20‐hydroxyeicosatetraenoic acid (20‐HETE) is a pivotal endogenous ligand for TRPV1‐mediated neurogenic inflammation in the skin

Background and Purpose Transient receptor potential cation channel subfamily V member 1 (TRPV1) is localized to sensory C‐fibres and its opening leads to membrane depolarization, resulting in neuropeptide release and neurogenic inflammation. However, the identity of the endogenous activator of TRPV1 in this setting is unknown. The arachidonic acid metabolites 12‐hydroperoxyeicosatetraenoyl acid (12‐HpETE) and 20‐hydroxyeicosatetraenoic acid (20‐HETE) have emerged as potential endogenous activators of TRPV1. However, whether these lipids underlie TRPV1‐mediated neurogenic inflammation remains unknown. Experimental Approach We analysed human cantharidin‐induced blister samples and inflammatory responses in TRPV1 transgenic mice. Key Results In a human cantharidin‐blister model, the potent TRPV1 activators 20‐HETE but not 12‐HETE (stable metabolite of 12‐HpETE) correlated with arachidonic acid levels.
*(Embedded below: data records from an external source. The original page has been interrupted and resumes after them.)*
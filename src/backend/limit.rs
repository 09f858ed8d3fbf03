//! Usage ceilings.
//!
//! [`UsageLimitTools`] counts usage like [`UsageCountingTools`] and refuses
//! further calls once a configured ceiling has been reached. The call that
//! crosses a ceiling still completes; the next one fails with
//! [`PipelineError::LimitReached`].

use super::{
    AvailableModel, EmbeddingPromptResult, LlmExecutionTools, ModelCapabilities, Prompt,
    PromptResult, UsageCountingTools,
};
use crate::error::Result;
use crate::usage::Usage;
use crate::PipelineError;
use async_trait::async_trait;
use serde::{Deserialize, Serialize};
use std::sync::Arc;
use tokio::sync::broadcast;
use tracing::warn;

/// Ceilings on the accumulated usage. `None` means unlimited.
#[derive(Debug, Clone, Copy, Default, PartialEq, Serialize, Deserialize)]
#[serde(rename_all = "camelCase", default)]
pub struct UsageLimits {
    /// Maximum total price in USD.
    pub max_price: Option<f64>,
    pub max_input_tokens: Option<f64>,
    pub max_output_tokens: Option<f64>,
}

impl UsageLimits {
    pub fn with_max_price(mut self, price: f64) -> Self {
        self.max_price = Some(price);
        self
    }

    pub fn with_max_input_tokens(mut self, tokens: f64) -> Self {
        self.max_input_tokens = Some(tokens);
        self
    }

    pub fn with_max_output_tokens(mut self, tokens: f64) -> Self {
        self.max_output_tokens = Some(tokens);
        self
    }

    /// Describe the first ceiling `usage` has reached, if any.
    pub fn exceeded_by(&self, usage: &Usage) -> Option<String> {
        let checks = [
            ("price", self.max_price, usage.price.value),
            (
                "input tokens",
                self.max_input_tokens,
                usage.input.tokens_count.value,
            ),
            (
                "output tokens",
                self.max_output_tokens,
                usage.output.tokens_count.value,
            ),
        ];
        checks.into_iter().find_map(|(what, limit, actual)| {
            limit
                .filter(|limit| actual >= *limit)
                .map(|limit| format!("{} {} reached the limit of {}", what, actual, limit))
        })
    }
}

/// Decorator enforcing [`UsageLimits`] on the wrapped tools.
#[derive(Debug)]
pub struct UsageLimitTools {
    counting: UsageCountingTools,
    limits: UsageLimits,
}

impl UsageLimitTools {
    pub fn new(inner: Arc<dyn LlmExecutionTools>, limits: UsageLimits) -> Self {
        Self {
            counting: UsageCountingTools::new(inner),
            limits,
        }
    }

    pub fn limits(&self) -> UsageLimits {
        self.limits
    }

    pub fn total_usage(&self) -> Usage {
        self.counting.total_usage()
    }

    pub fn subscribe(&self) -> broadcast::Receiver<Usage> {
        self.counting.subscribe()
    }

    fn check(&self) -> Result<()> {
        match self.limits.exceeded_by(&self.counting.total_usage()) {
            Some(reason) => {
                warn!(provider = self.counting.title(), %reason, "Usage limit reached");
                Err(PipelineError::LimitReached(reason))
            }
            None => Ok(()),
        }
    }
}

#[async_trait]
impl LlmExecutionTools for UsageLimitTools {
    fn title(&self) -> &str {
        self.counting.title()
    }

    fn description(&self) -> &str {
        self.counting.description()
    }

    fn capabilities(&self) -> ModelCapabilities {
        self.counting.capabilities()
    }

    async fn check_configuration(&self) -> Result<()> {
        self.counting.check_configuration().await
    }

    async fn list_models(&self) -> Result<Vec<AvailableModel>> {
        self.counting.list_models().await
    }

    async fn call_chat_model(&self, prompt: &Prompt) -> Result<PromptResult> {
        self.check()?;
        self.counting.call_chat_model(prompt).await
    }

    async fn call_completion_model(&self, prompt: &Prompt) -> Result<PromptResult> {
        self.check()?;
        self.counting.call_completion_model(prompt).await
    }

    async fn call_embedding_model(&self, prompt: &Prompt) -> Result<EmbeddingPromptResult> {
        self.check()?;
        self.counting.call_embedding_model(prompt).await
    }
}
Similarly, in mice, levels of 20‐HETE (but not 12‐HETE) and arachidonic acid were strongly positively correlated within the inflammatory milieu. Furthermore, LPS‐induced oedema formation and neutrophil recruitment were substantially and significantly attenuated by pharmacological block or genetic deletion of TRPV1 channels, inhibition of 20‐HETE formation or SP receptor neurokinin 1 (NK 1 ) blockade. LPS treatment also increased cytochrome P450 ω‐hydroxylase gene expression, the enzyme responsible for 20‐HETE production. Conclusion and Implications Taken together, our findings suggest that endogenously generated 20‐HETE activates TRPV1 causing C‐fibre activation and consequent oedema formation. These findings identify a novel pathway that may be useful in the therapeutics of diseases/conditions characterized by a prominent neurogenic inflammation, as in several skin diseases.